Manually triggered oxygen-powered devices: In the USA, these devices are sometimes referred to as demand valves (see true description below) and while they provide some advantages to both rescuers and patients over BVMs, they do not “automatically” deliver set tidal volumes, frequencies or I:E ratios. A manual button delivers positive pressure gas when pressed and stops the flow when released. They should deliver no more than 40 L/min in this mode and have a pressure relief valve to prevent over inflating the lungs (unlike early models).
Demand valves: A proper definition of a demand valve is a device that will provide gas flow when negative pressure (inhalation) is applied at the rate “demanded”. SCBAs and SCUBA valves are examples but are of no use to a patient who cannot breath (inhale) on their own.

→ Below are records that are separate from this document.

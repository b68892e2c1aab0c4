//! In-memory article store.
//!
//! The store is the only owner of articles and community games; nothing is persisted.

mod repository;

pub use repository::*;

use crate::models::{Article, Category, CommunityGame};

/// Build the repository, optionally pre-loaded with the demo content.
pub fn init_repository(seed_demo: bool) -> Repository {
    if seed_demo {
        let articles = demo_articles();
        let games = demo_games();
        tracing::info!(
            "Seeded store with {} articles and {} community games",
            articles.len(),
            games.len()
        );
        Repository::new(articles, games)
    } else {
        Repository::new(Vec::new(), demo_games())
    }
}

/// Front-page content shown before any admin activity.
pub fn demo_articles() -> Vec<Article> {
    vec![
        Article {
            id: "1".to_string(),
            title: "إطلاق عرض تشويقي جديد للعبة GTA VI يحطم الأرقام القياسية".to_string(),
            summary: "كشفت روكستار عن عرض جديد يستعرض عالم اللعبة المذهل، محققاً ملايين المشاهدات في ساعات قليلة.".to_string(),
            category: Category::General,
            source: "IGN Middle East".to_string(),
            image_url: "https://image.pollinations.ai/prompt/GTA%20VI%20screenshot%20miami?width=800&height=600&nologo=true".to_string(),
            date: "2023-10-24".to_string(),
            url: None,
            rating: None,
            needs_image: false,
        },
        Article {
            id: "2".to_string(),
            title: "مراجعة Spider-Man 2: تحفة فنية تستحق التجربة".to_string(),
            summary: "تستمر إنسومنياك في إبهار اللاعبين بتقديم تجربة قصصية وبصرية لا مثيل لها في أحدث إصداراتها.".to_string(),
            category: Category::Reviews,
            source: "Saudi Gamer".to_string(),
            image_url: "https://image.pollinations.ai/prompt/Spiderman%202%20ps5%20gameplay?width=800&height=600&nologo=true".to_string(),
            date: "2023-10-22".to_string(),
            url: None,
            rating: Some(9.5),
            needs_image: false,
        },
        Article {
            id: "3".to_string(),
            title: "نينتندو تعلن عن جهازها الجديد في مؤتمر سري".to_string(),
            summary: "شائعات قوية تشير إلى أن الجهاز القادم سيتم الكشف عنه رسمياً أوائل العام القادم مع دعم لتقنيات 4K.".to_string(),
            category: Category::Nintendo,
            source: "TrueGaming".to_string(),
            image_url: "https://image.pollinations.ai/prompt/Nintendo%20switch%202%20concept?width=800&height=600&nologo=true".to_string(),
            date: "2023-10-21".to_string(),
            url: None,
            rating: None,
            needs_image: false,
        },
    ]
}

/// Games listed in the community ratings widget.
pub fn demo_games() -> Vec<CommunityGame> {
    let game = |id: &str, title: &str, prompt: &str, score: f64, votes: u64| CommunityGame {
        id: id.to_string(),
        title: title.to_string(),
        cover_url: format!(
            "https://image.pollinations.ai/prompt/{}?width=200&height=200&nologo=true",
            prompt
        ),
        community_score: score,
        total_votes: votes,
        user_rating: None,
    };

    vec![
        game("1", "Elden Ring", "Elden%20Ring%20cover%20art%20minimal", 96.0, 12_500),
        game("2", "Baldur's Gate 3", "Baldurs%20Gate%203%20logo%20art", 98.0, 15_420),
        game("3", "EA FC 24", "soccer%20game%20cover%20art", 72.0, 8_900),
        game("4", "Cyberpunk 2077", "cyberpunk%202077%20character", 88.0, 11_200),
    ]
}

CPAP Devices: CPAP is an acronym for continuous positive airway pressure. They are therapy devices for patients with difficulty breathing (COPD as an example) versus those in respiratory arrest. While an ATV may have CPAP as an option, a “CPAP-only” device should not be used for resuscitation during CPR.

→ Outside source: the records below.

//! Closed category set with display-label lookup.

use serde::{Deserialize, Serialize};

/// Display language for category labels.
#[derive(Debug, Clone, Copy, Serialize, Deserialize, PartialEq, Eq, Default)]
#[serde(rename_all = "lowercase")]
pub enum Language {
    #[default]
    Ar,
    En,
}

/// Topical category of an article.
#[derive(Debug, Clone, Copy, Serialize, Deserialize, PartialEq, Eq, Hash)]
#[serde(rename_all = "lowercase")]
pub enum Category {
    General,
    PlayStation,
    Xbox,
    Pc,
    Nintendo,
    Reviews,
    Esports,
}

/// Label table: (category, wire key, Arabic label, English label).
static LABELS: [(Category, &str, &str, &str); 7] = [
    (Category::General, "general", "أخبار عامة", "General News"),
    (Category::PlayStation, "playstation", "PlayStation", "PlayStation"),
    (Category::Xbox, "xbox", "Xbox", "Xbox"),
    (Category::Pc, "pc", "PC", "PC"),
    (Category::Nintendo, "nintendo", "Nintendo", "Nintendo"),
    (Category::Reviews, "reviews", "مراجعات", "Reviews"),
    (Category::Esports, "esports", "رياضة إلكترونية", "Esports"),
];

impl Category {
    /// Every category, in display order.
    pub const ALL: [Category; 7] = [
        Category::General,
        Category::PlayStation,
        Category::Xbox,
        Category::Pc,
        Category::Nintendo,
        Category::Reviews,
        Category::Esports,
    ];

    fn entry(&self) -> &'static (Category, &'static str, &'static str, &'static str) {
        LABELS
            .iter()
            .find(|(c, ..)| c == self)
            .unwrap_or(&LABELS[0])
    }

    /// Stable wire key.
    pub fn as_str(&self) -> &'static str {
        self.entry().1
    }

    /// Human-facing label in the given language.
    pub fn label(&self, language: Language) -> &'static str {
        match language {
            Language::Ar => self.entry().2,
            Language::En => self.entry().3,
        }
    }

    /// Resolve a wire key or any display label, ignoring case and surrounding whitespace.
    pub fn parse(s: &str) -> Option<Self> {
        let needle = s.trim().to_lowercase();
        if needle.is_empty() {
            return None;
        }
        LABELS
            .iter()
            .find(|(_, key, ar, en)| {
                *key == needle || ar.to_lowercase() == needle || en.to_lowercase() == needle
            })
            .map(|(c, ..)| *c)
    }
}

/// Category selection used by the public listing.
#[derive(Debug, Clone, Copy, PartialEq, Eq, Default)]
pub enum CategoryFilter {
    #[default]
    All,
    Only(Category),
}

impl CategoryFilter {
    /// Parse a filter value; empty, `all` and the Arabic "all" label select everything.
    pub fn parse(s: &str) -> Option<Self> {
        match s.trim() {
            "" | "الكل" => Some(CategoryFilter::All),
            other if other.eq_ignore_ascii_case("all") => Some(CategoryFilter::All),
            other => Category::parse(other).map(CategoryFilter::Only),
        }
    }

    pub fn matches(&self, category: Category) -> bool {
        match self {
            CategoryFilter::All => true,
            CategoryFilter::Only(c) => *c == category,
        }
    }
}

/// Category table entry exposed to clients.
#[derive(Debug, Clone, Serialize)]
#[serde(rename_all = "camelCase")]
pub struct CategoryInfo {
    pub key: Category,
    pub label_ar: &'static str,
    pub label_en: &'static str,
}

impl From<Category> for CategoryInfo {
    fn from(category: Category) -> Self {
        Self {
            key: category,
            label_ar: category.label(Language::Ar),
            label_en: category.label(Language::En),
        }
    }
}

NOTE: Pressure cycled devices: These devices fall into a “gray” area in terms of defining them as ATVs or not. They are sometimes positioned for use during CPR but manufacturers of such go to great lengths to point out that they are neither “vents” nor demand valves. They work by cycling oxygen (or turning on and off) based on changes in a patient’s airway pressure. Positive pressure oxygen is initiated at one preset limit and delivered until the airway pressure reaches a higher level where it shuts off. Pressure cycled devices can create varied respiratory rates as they try to provide ventilation. When being used during CPR, they cannot “time” breaths, making it difficult to achieve a 15:2 compressions to breaths rate. A second issue is in dealing with an airway obstruction or poor compliance. They can turn on and off quickly, which can lead to either inadvertently hyperventilating or hypo ventilating a patient (the problem we are trying to resolve through the use of an ATV). The CPR Guidelines state that “pressure cycled devices are obsolete and should not be used during CPR.